In the automation category, higher-rated alternatives include Windows Desktop Control, baserow/baserow, google/gemma-7b (scores: 46, 82, 62). tasker scores 75.2/100. When choosing between agents, consider your specific requirements for security (1), maintenance activity (1), and documentation (1). Use Nerq's comparison tools or the KYA endpoint for detailed side-by-side analysis.
How often is Tasker's safety score updated?
Nerq continuously monitors Tasker and updates its trust score as new data becomes available. The system ingests signals from 13+ independent sources including GitHub, NVD (National Vulnerability Database), OSV.dev, OpenSSF Scorecard, and major package registries (npm, PyPI). When a new CVE is disclosed, a dependency is updated, or commit activity changes, the score adjusts automatically. For the most current score, query the Nerq API: GET nerq.ai/v1/preflight?target=tasker. The current assessment (75.2/100, B) was last verified on 2026-03-19.
Can I use Tasker in a regulated environment?
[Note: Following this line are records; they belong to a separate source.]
pub mod migrations;

use std::path::Path;
use std::sync::{Arc, Mutex};

use rusqlite::Connection;

/// Shared handle to the user/chat store. rusqlite is synchronous, so
/// handlers take the lock inside `tokio::task::spawn_blocking`; the live
/// broker never touches this connection.
pub type DbPool = Arc<Mutex<Connection>>;

/// Open (or create) the store under `data_dir` and bring the schema up to
/// date. WAL keeps readers off the writers' backs; foreign keys are
/// enforced because `chat_users` and `messages` reference both parents.
pub fn init_db(data_dir: &str) -> Result<DbPool, Box<dyn std::error::Error>> {
    std::fs::create_dir_all(data_dir)?;

    let db_path = Path::new(data_dir).join("pairchat.db");
    let mut conn = Connection::open(&db_path)?;

    conn.pragma_update(None, "journal_mode", "WAL")?;
    conn.pragma_update(None, "foreign_keys", "ON")?;

    migrations::migrations().to_latest(&mut conn)?;

    tracing::info!(path = %db_path.display(), "User/chat store ready");

    Ok(Arc::new(Mutex::new(conn)))
}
Yes — Tasker meets the Nerq Verified threshold (70+), indicating it has passed automated trust checks across security, compliance, and maintenance dimensions. Nerq assesses compliance across 52 jurisdictions. Tasker has a compliance score of 100/100. Under the EU AI Act, Tasker is classified as minimal risk. For organizations in regulated industries (healthcare, finance, government), we recommend combining the Nerq Trust Score with your internal security review process, vendor risk assessment, and legal compliance check before deployment.